Data to use:

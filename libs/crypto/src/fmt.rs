//! Traits for text (human readable) and byte encodings of crypto primitives.
use anyhow::Context as _;

/// Utility for parsing human-readable text representations via `TextFmt::decode`.
/// Keeps a reference to the initial text and to the remaining unparsed text,
/// so that parse errors can report how far parsing got.
pub struct Text<'a> {
    /// Initial text.
    context: &'a str,
    /// Remaining unparsed text.
    inner: &'a str,
}

impl<'a> Text<'a> {
    /// Constructs a new unparsed text.
    pub fn new(s: &'a str) -> Self {
        Self {
            context: s,
            inner: s,
        }
    }

    /// Prefix of this text which has been already parsed.
    fn prefix(&self) -> &'a str {
        &self.context[..self.context.len() - self.inner.len()]
    }

    /// Strips a fixed prefix from the remaining text.
    pub fn strip(mut self, prefix: &str) -> anyhow::Result<Self> {
        let Some(inner) = self.inner.strip_prefix(prefix) else {
            anyhow::bail!("{}: expected {} got {}", self.prefix(), prefix, self.inner);
        };
        self.inner = inner;
        Ok(self)
    }

    /// Parses the remaining text as hex and converts the bytes to `T` via `ByteFmt`.
    pub fn decode_hex<T: ByteFmt>(self) -> anyhow::Result<T> {
        let raw = hex::decode(self.inner).context(self.prefix().to_owned())?;
        ByteFmt::decode(&raw).context(self.prefix().to_owned())
    }

    /// Syntax sugar for `TextFmt::decode`.
    pub fn decode<T: TextFmt>(self) -> anyhow::Result<T> {
        TextFmt::decode(self)
    }
}

/// Trait converting a type from/to a human-readable text format.
/// `x == decode(x.encode())` has to hold, and encodings of different
/// types/roles should not collide (prefixes carry the type and role).
pub trait TextFmt: Sized {
    /// Decodes the object from a text representation.
    fn decode(text: Text) -> anyhow::Result<Self>;
    /// Encodes the object to a text representation.
    fn encode(&self) -> String;
}

/// Trait converting a type from/to a well-defined byte format.
/// Unlike serde, the encoding is fixed: it is used for building
/// byte strings which get hashed and signed.
pub trait ByteFmt: Sized {
    /// Decodes the object from the byte representation.
    fn decode(bytes: &[u8]) -> anyhow::Result<Self>;
    /// Encodes the object to the byte representation.
    fn encode(&self) -> Vec<u8>;
}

Task goal:
Quote the listing above, but only from the line that shows "well-defined byte format." through the line that shows "to the byte representation.".

Result below:
/// Trait converting a type from/to a well-defined byte format.
/// Unlike serde, the encoding is fixed: it is used for building
/// byte strings which get hashed and signed.
pub trait ByteFmt: Sized {
    /// Decodes the object from the byte representation.
    fn decode(bytes: &[u8]) -> anyhow::Result<Self>;
    /// Encodes the object to the byte representation.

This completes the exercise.